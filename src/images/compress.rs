//! Cover image compression.
//!
//! Decodes an uploaded image, shrinks it so the longest side fits
//! `max_size`, and re-encodes it. The transform is lossy and one-way; only
//! the re-encoded bytes are kept.

use crate::error::Result;
use image::codecs::jpeg::JpegEncoder;
use image::imageops::FilterType;
use image::{DynamicImage, ImageFormat};
use serde::{Deserialize, Serialize};
use std::io::Cursor;

/// Output encoding for compressed images.
#[derive(Debug, Clone, Copy, PartialEq, Eq, Default, Serialize, Deserialize)]
#[serde(rename_all = "lowercase")]
pub enum MimeType {
    /// `image/jpeg`, lossy, honours `quality`.
    #[default]
    Jpeg,
    /// `image/png`, lossless, ignores `quality`.
    Png,
}

impl MimeType {
    /// The MIME type string.
    #[must_use]
    pub const fn as_str(self) -> &'static str {
        match self {
            Self::Jpeg => "image/jpeg",
            Self::Png => "image/png",
        }
    }

    /// Conventional file extension.
    #[must_use]
    pub const fn extension(self) -> &'static str {
        match self {
            Self::Jpeg => "jpg",
            Self::Png => "png",
        }
    }
}

/// Compression settings.
#[derive(Debug, Clone, Copy, PartialEq)]
pub struct CompressOptions {
    /// Longest side of the output, in pixels.
    pub max_size: u32,
    /// Encoder quality in `0.0..=1.0`.
    pub quality: f32,
    /// Output encoding.
    pub mime_type: MimeType,
}

impl Default for CompressOptions {
    fn default() -> Self {
        Self { max_size: 1280, quality: 0.8, mime_type: MimeType::Jpeg }
    }
}

/// `min(1, max_size / max(width, height))`.
#[must_use]
pub fn scale_factor(width: u32, height: u32, max_size: u32) -> f64 {
    let long_side = width.max(height);
    if long_side == 0 {
        return 1.0;
    }
    (f64::from(max_size) / f64::from(long_side)).min(1.0)
}

/// Output dimensions for an image of `width` x `height`.
#[must_use]
#[allow(clippy::cast_possible_truncation, clippy::cast_sign_loss)]
pub fn target_dimensions(width: u32, height: u32, max_size: u32) -> (u32, u32) {
    let scale = scale_factor(width, height, max_size);
    if scale >= 1.0 {
        return (width, height);
    }
    let scaled = |side: u32| ((f64::from(side) * scale).round() as u32).max(1);
    (scaled(width), scaled(height))
}

/// Map a `0.0..=1.0` quality to the JPEG encoder's `1..=100`.
#[must_use]
#[allow(clippy::cast_possible_truncation, clippy::cast_sign_loss)]
pub fn jpeg_quality(quality: f32) -> u8 {
    (quality * 100.0).round().clamp(1.0, 100.0) as u8
}

/// Decode `input`, resize it to fit `options.max_size` and re-encode it.
///
/// # Errors
///
/// Returns [`crate::error::Error::Image`] if the input cannot be decoded or
/// the output cannot be encoded.
pub fn compress(input: &[u8], options: &CompressOptions) -> Result<Vec<u8>> {
    let decoded = image::load_from_memory(input)?;
    let (width, height) = target_dimensions(decoded.width(), decoded.height(), options.max_size);
    let resized = if (width, height) == (decoded.width(), decoded.height()) {
        decoded
    } else {
        decoded.resize_exact(width, height, FilterType::Triangle)
    };

    let mut out = Vec::new();
    match options.mime_type {
        MimeType::Jpeg => {
            // JPEG has no alpha channel.
            let rgb = DynamicImage::ImageRgb8(resized.to_rgb8());
            let encoder = JpegEncoder::new_with_quality(&mut out, jpeg_quality(options.quality));
            rgb.write_with_encoder(encoder)?;
        }
        MimeType::Png => {
            resized.write_to(&mut Cursor::new(&mut out), ImageFormat::Png)?;
        }
    }
    Ok(out)
}

#[cfg(test)]
mod tests {
    use super::*;
    use crate::error::Error;
    use image::{Rgb, RgbImage, Rgba, RgbaImage};

    fn png_bytes(width: u32, height: u32) -> Vec<u8> {
        let img = RgbImage::from_pixel(width, height, Rgb([200, 40, 40]));
        let mut out = Vec::new();
        DynamicImage::ImageRgb8(img).write_to(&mut Cursor::new(&mut out), ImageFormat::Png).unwrap();
        out
    }

    #[test]
    fn test_scale_factor() {
        assert!((scale_factor(3200, 1600, 1600) - 0.5).abs() < f64::EPSILON);
        assert!((scale_factor(100, 50, 1600) - 1.0).abs() < f64::EPSILON);
        assert!((scale_factor(0, 0, 1600) - 1.0).abs() < f64::EPSILON);
    }

    #[test]
    fn test_target_dimensions_round_and_never_upscale() {
        assert_eq!(target_dimensions(3000, 2000, 1600), (1600, 1067));
        assert_eq!(target_dimensions(2000, 3000, 1600), (1067, 1600));
        assert_eq!(target_dimensions(800, 600, 1600), (800, 600));
        assert_eq!(target_dimensions(5000, 1, 100), (100, 1));
    }

    #[test]
    fn test_jpeg_quality_mapping() {
        assert_eq!(jpeg_quality(0.85), 85);
        assert_eq!(jpeg_quality(0.0), 1);
        assert_eq!(jpeg_quality(2.0), 100);
    }

    #[test]
    fn test_compress_large_png_to_jpeg() {
        let input = png_bytes(400, 200);
        let opts = CompressOptions { max_size: 100, quality: 0.8, mime_type: MimeType::Jpeg };

        let out = compress(&input, &opts).unwrap();

        assert_eq!(image::guess_format(&out).unwrap(), ImageFormat::Jpeg);
        let decoded = image::load_from_memory(&out).unwrap();
        assert_eq!((decoded.width(), decoded.height()), (100, 50));
    }

    #[test]
    fn test_compress_small_image_keeps_size() {
        let input = png_bytes(40, 30);
        let out = compress(&input, &CompressOptions::default()).unwrap();
        let decoded = image::load_from_memory(&out).unwrap();
        assert_eq!((decoded.width(), decoded.height()), (40, 30));
    }

    #[test]
    fn test_compress_to_png_keeps_alpha() {
        let img = RgbaImage::from_pixel(64, 64, Rgba([0, 0, 255, 128]));
        let mut input = Vec::new();
        DynamicImage::ImageRgba8(img).write_to(&mut Cursor::new(&mut input), ImageFormat::Png).unwrap();

        let opts = CompressOptions { max_size: 32, quality: 0.5, mime_type: MimeType::Png };
        let out = compress(&input, &opts).unwrap();

        let decoded = image::load_from_memory(&out).unwrap();
        assert_eq!((decoded.width(), decoded.height()), (32, 32));
        assert!(decoded.color().has_alpha());
    }

    #[test]
    fn test_compress_rejects_garbage() {
        let err = compress(b"definitely not an image", &CompressOptions::default()).unwrap_err();
        assert!(matches!(err, Error::Image(_)));
    }

    #[test]
    fn test_mime_type_strings() {
        assert_eq!(MimeType::Jpeg.as_str(), "image/jpeg");
        assert_eq!(MimeType::Png.extension(), "png");
        assert_eq!(serde_yaml::to_string(&MimeType::Png).unwrap().trim(), "png");
    }
}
※
Exercise brief: Output an exact copy of each record.

Solution to this exercise:
filename src/images/compress.rs
//! Cover image compression.
//!
//! Decodes an uploaded image, shrinks it so the longest side fits
//! `max_size`, and re-encodes it. The transform is lossy and one-way; only
//! the re-encoded bytes are kept.

use crate::error::Result;
use image::codecs::jpeg::JpegEncoder;
use image::imageops::FilterType;
use image::{DynamicImage, ImageFormat};
use serde::{Deserialize, Serialize};
use std::io::Cursor;

/// Output encoding for compressed images.
#[derive(Debug, Clone, Copy, PartialEq, Eq, Default, Serialize, Deserialize)]
#[serde(rename_all = "lowercase")]
pub enum MimeType {
    /// `image/jpeg`, lossy, honours `quality`.
    #[default]
    Jpeg,
    /// `image/png`, lossless, ignores `quality`.
    Png,
}

impl MimeType {
    /// The MIME type string.
    #[must_use]
    pub const fn as_str(self) -> &'static str {
        match self {
            Self::Jpeg => "image/jpeg",
            Self::Png => "image/png",
        }
    }

    /// Conventional file extension.
    #[must_use]
    pub const fn extension(self) -> &'static str {
        match self {
            Self::Jpeg => "jpg",
            Self::Png => "png",
        }
    }
}

/// Compression settings.
#[derive(Debug, Clone, Copy, PartialEq)]
pub struct CompressOptions {
    /// Longest side of the output, in pixels.
    pub max_size: u32,
    /// Encoder quality in `0.0..=1.0`.
    pub quality: f32,
    /// Output encoding.
    pub mime_type: MimeType,
}

impl Default for CompressOptions {
    fn default() -> Self {
        Self { max_size: 1280, quality: 0.8, mime_type: MimeType::Jpeg }
    }
}

/// `min(1, max_size / max(width, height))`.
#[must_use]
pub fn scale_factor(width: u32, height: u32, max_size: u32) -> f64 {
    let long_side = width.max(height);
    if long_side == 0 {
        return 1.0;
    }
    (f64::from(max_size) / f64::from(long_side)).min(1.0)
}

/// Output dimensions for an image of `width` x `height`.
#[must_use]
#[allow(clippy::cast_possible_truncation, clippy::cast_sign_loss)]
pub fn target_dimensions(width: u32, height: u32, max_size: u32) -> (u32, u32) {
    let scale = scale_factor(width, height, max_size);
    if scale >= 1.0 {
        return (width, height);
    }
    let scaled = |side: u32| ((f64::from(side) * scale).round() as u32).max(1);
    (scaled(width), scaled(height))
}

/// Map a `0.0..=1.0` quality to the JPEG encoder's `1..=100`.
#[must_use]
#[allow(clippy::cast_possible_truncation, clippy::cast_sign_loss)]
pub fn jpeg_quality(quality: f32) -> u8 {
    (quality * 100.0).round().clamp(1.0, 100.0) as u8
}

/// Decode `input`, resize it to fit `options.max_size` and re-encode it.
///
/// # Errors
///
/// Returns [`crate::error::Error::Image`] if the input cannot be decoded or
/// the output cannot be encoded.
pub fn compress(input: &[u8], options: &CompressOptions) -> Result<Vec<u8>> {
    let decoded = image::load_from_memory(input)?;
    let (width, height) = target_dimensions(decoded.width(), decoded.height(), options.max_size);
    let resized = if (width, height) == (decoded.width(), decoded.height()) {
        decoded
    } else {
        decoded.resize_exact(width, height, FilterType::Triangle)
    };

    let mut out = Vec::new();
    match options.mime_type {
        MimeType::Jpeg => {
            // JPEG has no alpha channel.
            let rgb = DynamicImage::ImageRgb8(resized.to_rgb8());
            let encoder = JpegEncoder::new_with_quality(&mut out, jpeg_quality(options.quality));
            rgb.write_with_encoder(encoder)?;
        }
        MimeType::Png => {
            resized.write_to(&mut Cursor::new(&mut out), ImageFormat::Png)?;
        }
    }
    Ok(out)
}

#[cfg(test)]
mod tests {
    use super::*;
    use crate::error::Error;
    use image::{Rgb, RgbImage, Rgba, RgbaImage};

    fn png_bytes(width: u32, height: u32) -> Vec<u8> {
        let img = RgbImage::from_pixel(width, height, Rgb([200, 40, 40]));
        let mut out = Vec::new();
        DynamicImage::ImageRgb8(img).write_to(&mut Cursor::new(&mut out), ImageFormat::Png).unwrap();
        out
    }

    #[test]
    fn test_scale_factor() {
        assert!((scale_factor(3200, 1600, 1600) - 0.5).abs() < f64::EPSILON);
        assert!((scale_factor(100, 50, 1600) - 1.0).abs() < f64::EPSILON);
        assert!((scale_factor(0, 0, 1600) - 1.0).abs() < f64::EPSILON);
    }

    #[test]
    fn test_target_dimensions_round_and_never_upscale() {
        assert_eq!(target_dimensions(3000, 2000, 1600), (1600, 1067));
        assert_eq!(target_dimensions(2000, 3000, 1600), (1067, 1600));
        assert_eq!(target_dimensions(800, 600, 1600), (800, 600));
        assert_eq!(target_dimensions(5000, 1, 100), (100, 1));
    }

    #[test]
    fn test_jpeg_quality_mapping() {
        assert_eq!(jpeg_quality(0.85), 85);
        assert_eq!(jpeg_quality(0.0), 1);
        assert_eq!(jpeg_quality(2.0), 100);
    }

    #[test]
    fn test_compress_large_png_to_jpeg() {
        let input = png_bytes(400, 200);
        let opts = CompressOptions { max_size: 100, quality: 0.8, mime_type: MimeType::Jpeg };

        let out = compress(&input, &opts).unwrap();

        assert_eq!(image::guess_format(&out).unwrap(), ImageFormat::Jpeg);
        let decoded = image::load_from_memory(&out).unwrap();
        assert_eq!((decoded.width(), decoded.height()), (100, 50));
    }

    #[test]
    fn test_compress_small_image_keeps_size() {
        let input = png_bytes(40, 30);
        let out = compress(&input, &CompressOptions::default()).unwrap();
        let decoded = image::load_from_memory(&out).unwrap();
        assert_eq!((decoded.width(), decoded.height()), (40, 30));
    }

    #[test]
    fn test_compress_to_png_keeps_alpha() {
        let img = RgbaImage::from_pixel(64, 64, Rgba([0, 0, 255, 128]));
        let mut input = Vec::new();
        DynamicImage::ImageRgba8(img).write_to(&mut Cursor::new(&mut input), ImageFormat::Png).unwrap();

        let opts = CompressOptions { max_size: 32, quality: 0.5, mime_type: MimeType::Png };
        let out = compress(&input, &opts).unwrap();

        let decoded = image::load_from_memory(&out).unwrap();
        assert_eq!((decoded.width(), decoded.height()), (32, 32));
        assert!(decoded.color().has_alpha());
    }

    #[test]
    fn test_compress_rejects_garbage() {
        let err = compress(b"definitely not an image", &CompressOptions::default()).unwrap_err();
        assert!(matches!(err, Error::Image(_)));
    }

    #[test]
    fn test_mime_type_strings() {
        assert_eq!(MimeType::Jpeg.as_str(), "image/jpeg");
        assert_eq!(MimeType::Png.extension(), "png");
        assert_eq!(serde_yaml::to_string(&MimeType::Png).unwrap().trim(), "png");
    }
}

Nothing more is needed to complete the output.